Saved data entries
□ □ □ □ □

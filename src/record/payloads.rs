//! Payloads of the record kinds that carry more than a couple of fields.

use std::collections::BTreeMap;
use std::io;

use byteorder::BigEndian;
use byteorder::ReadBytesExt;
use byteorder::WriteBytesExt;
use codeq::Decode;
use codeq::Encode;

use crate::record::codec::decode_bool;
use crate::record::codec::decode_metadata;
use crate::record::codec::decode_option_bytes;
use crate::record::codec::decode_option_lsn;
use crate::record::codec::encode_bool;
use crate::record::codec::encode_metadata;
use crate::record::codec::encode_option_bytes;
use crate::record::codec::encode_option_lsn;
use crate::record::codec::encode_u64;
use crate::LogSequenceNumber;
use crate::OperationUnitId;
use crate::PageChanges;

/// Redo information of one page of a data file.
#[derive(Debug, Clone, PartialEq, Eq)]
pub struct PageUpdate {
    pub operation_unit_id: OperationUnitId,
    pub file_id: u64,
    pub page_index: u64,
    pub changes: PageChanges,
}

impl Encode for PageUpdate {
    fn encode<W: io::Write>(&self, mut w: W) -> Result<usize, io::Error> {
        let mut n = self.operation_unit_id.encode(&mut w)?;
        n += encode_u64(&mut w, self.file_id)?;
        n += encode_u64(&mut w, self.page_index)?;
        n += self.changes.encode(&mut w)?;
        Ok(n)
    }
}

impl Decode for PageUpdate {
    fn decode<R: io::Read>(mut r: R) -> Result<Self, io::Error> {
        Ok(Self {
            operation_unit_id: OperationUnitId::decode(&mut r)?,
            file_id: r.read_u64::<BigEndian>()?,
            page_index: r.read_u64::<BigEndian>()?,
            changes: PageChanges::decode(&mut r)?,
        })
    }
}

/// Opens an atomic operation.
#[derive(Debug, Clone, PartialEq, Eq)]
pub struct AtomicUnitStart {
    pub operation_unit_id: OperationUnitId,
    pub rollback_supported: bool,
    pub metadata: Option<Vec<u8>>,
}

impl Encode for AtomicUnitStart {
    fn encode<W: io::Write>(&self, mut w: W) -> Result<usize, io::Error> {
        let mut n = self.operation_unit_id.encode(&mut w)?;
        n += encode_bool(&mut w, self.rollback_supported)?;
        n += encode_option_bytes(&mut w, self.metadata.as_deref())?;
        Ok(n)
    }
}

impl Decode for AtomicUnitStart {
    fn decode<R: io::Read>(mut r: R) -> Result<Self, io::Error> {
        Ok(Self {
            operation_unit_id: OperationUnitId::decode(&mut r)?,
            rollback_supported: decode_bool(&mut r)?,
            metadata: decode_option_bytes(&mut r)?,
        })
    }
}

/// Closes an atomic operation, either committing or rolling back.
#[derive(Debug, Clone, PartialEq, Eq)]
pub struct AtomicUnitEnd {
    pub operation_unit_id: OperationUnitId,
    pub rollback: bool,
    pub metadata: BTreeMap<String, Vec<u8>>,
}

impl Encode for AtomicUnitEnd {
    fn encode<W: io::Write>(&self, mut w: W) -> Result<usize, io::Error> {
        let mut n = self.operation_unit_id.encode(&mut w)?;
        n += encode_bool(&mut w, self.rollback)?;
        n += encode_metadata(&mut w, &self.metadata)?;
        Ok(n)
    }
}

impl Decode for AtomicUnitEnd {
    fn decode<R: io::Read>(mut r: R) -> Result<Self, io::Error> {
        Ok(Self {
            operation_unit_id: OperationUnitId::decode(&mut r)?,
            rollback: decode_bool(&mut r)?,
            metadata: decode_metadata(&mut r)?,
        })
    }
}

/// Start of a fuzzy or full checkpoint.
#[derive(Debug, Clone, Default, PartialEq, Eq)]
pub struct CheckpointStart {
    pub previous_checkpoint: Option<LogSequenceNumber>,
    pub metadata: Option<Vec<u8>>,
}

impl Encode for CheckpointStart {
    fn encode<W: io::Write>(&self, mut w: W) -> Result<usize, io::Error> {
        let mut n = encode_option_lsn(&mut w, self.previous_checkpoint)?;
        n += encode_option_bytes(&mut w, self.metadata.as_deref())?;
        Ok(n)
    }
}

impl Decode for CheckpointStart {
    fn decode<R: io::Read>(mut r: R) -> Result<Self, io::Error> {
        Ok(Self {
            previous_checkpoint: decode_option_lsn(&mut r)?,
            metadata: decode_option_bytes(&mut r)?,
        })
    }
}

/// A page modified in memory but not yet stored in its data file, with the
/// LSN of the first change since it was last stored.
#[derive(Debug, Clone, PartialEq, Eq)]
pub struct DirtyPage {
    pub file_id: u64,
    pub page_index: u64,
    pub lsn: LogSequenceNumber,
}

impl Encode for DirtyPage {
    fn encode<W: io::Write>(&self, mut w: W) -> Result<usize, io::Error> {
        let mut n = encode_u64(&mut w, self.file_id)?;
        n += encode_u64(&mut w, self.page_index)?;
        n += self.lsn.encode(&mut w)?;
        Ok(n)
    }
}

impl Decode for DirtyPage {
    fn decode<R: io::Read>(mut r: R) -> Result<Self, io::Error> {
        Ok(Self {
            file_id: r.read_u64::<BigEndian>()?,
            page_index: r.read_u64::<BigEndian>()?,
            lsn: LogSequenceNumber::decode(&mut r)?,
        })
    }
}

pub(crate) fn encode_dirty_pages<W: io::Write>(
    mut w: W,
    pages: &[DirtyPage],
) -> Result<usize, io::Error> {
    w.write_u32::<BigEndian>(pages.len() as u32)?;
    let mut n = 4;
    for p in pages {
        n += p.encode(&mut w)?;
    }
    Ok(n)
}

pub(crate) fn decode_dirty_pages<R: io::Read>(
    mut r: R,
) -> Result<Vec<DirtyPage>, io::Error> {
    let count = r.read_u32::<BigEndian>()?;
    let mut pages = Vec::new();
    for _ in 0..count {
        pages.push(DirtyPage::decode(&mut r)?);
    }
    Ok(pages)
}

/// Snapshot of the bookkeeping of one cluster (a logical data file).
#[derive(Debug, Clone, PartialEq, Eq)]
pub struct ClusterState {
    pub cluster_id: u32,
    pub size: u64,
    pub records_size: u64,
}

impl Encode for ClusterState {
    fn encode<W: io::Write>(&self, mut w: W) -> Result<usize, io::Error> {
        w.write_u32::<BigEndian>(self.cluster_id)?;
        let mut n = 4;
        n += encode_u64(&mut w, self.size)?;
        n += encode_u64(&mut w, self.records_size)?;
        Ok(n)
    }
}

impl Decode for ClusterState {
    fn decode<R: io::Read>(mut r: R) -> Result<Self, io::Error> {
        Ok(Self {
            cluster_id: r.read_u32::<BigEndian>()?,
            size: r.read_u64::<BigEndian>()?,
            records_size: r.read_u64::<BigEndian>()?,
        })
    }
}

□ □ □ □ □

PROBLEM TO WORK ON
Lines that contain "DirtyPage" are the result; find them in the entries above and copy each one.

EXERCISE OUTPUT
pub struct DirtyPage {
impl Encode for DirtyPage {
impl Decode for DirtyPage {
    pages: &[DirtyPage],
) -> Result<Vec<DirtyPage>, io::Error> {
        pages.push(DirtyPage::decode(&mut r)?);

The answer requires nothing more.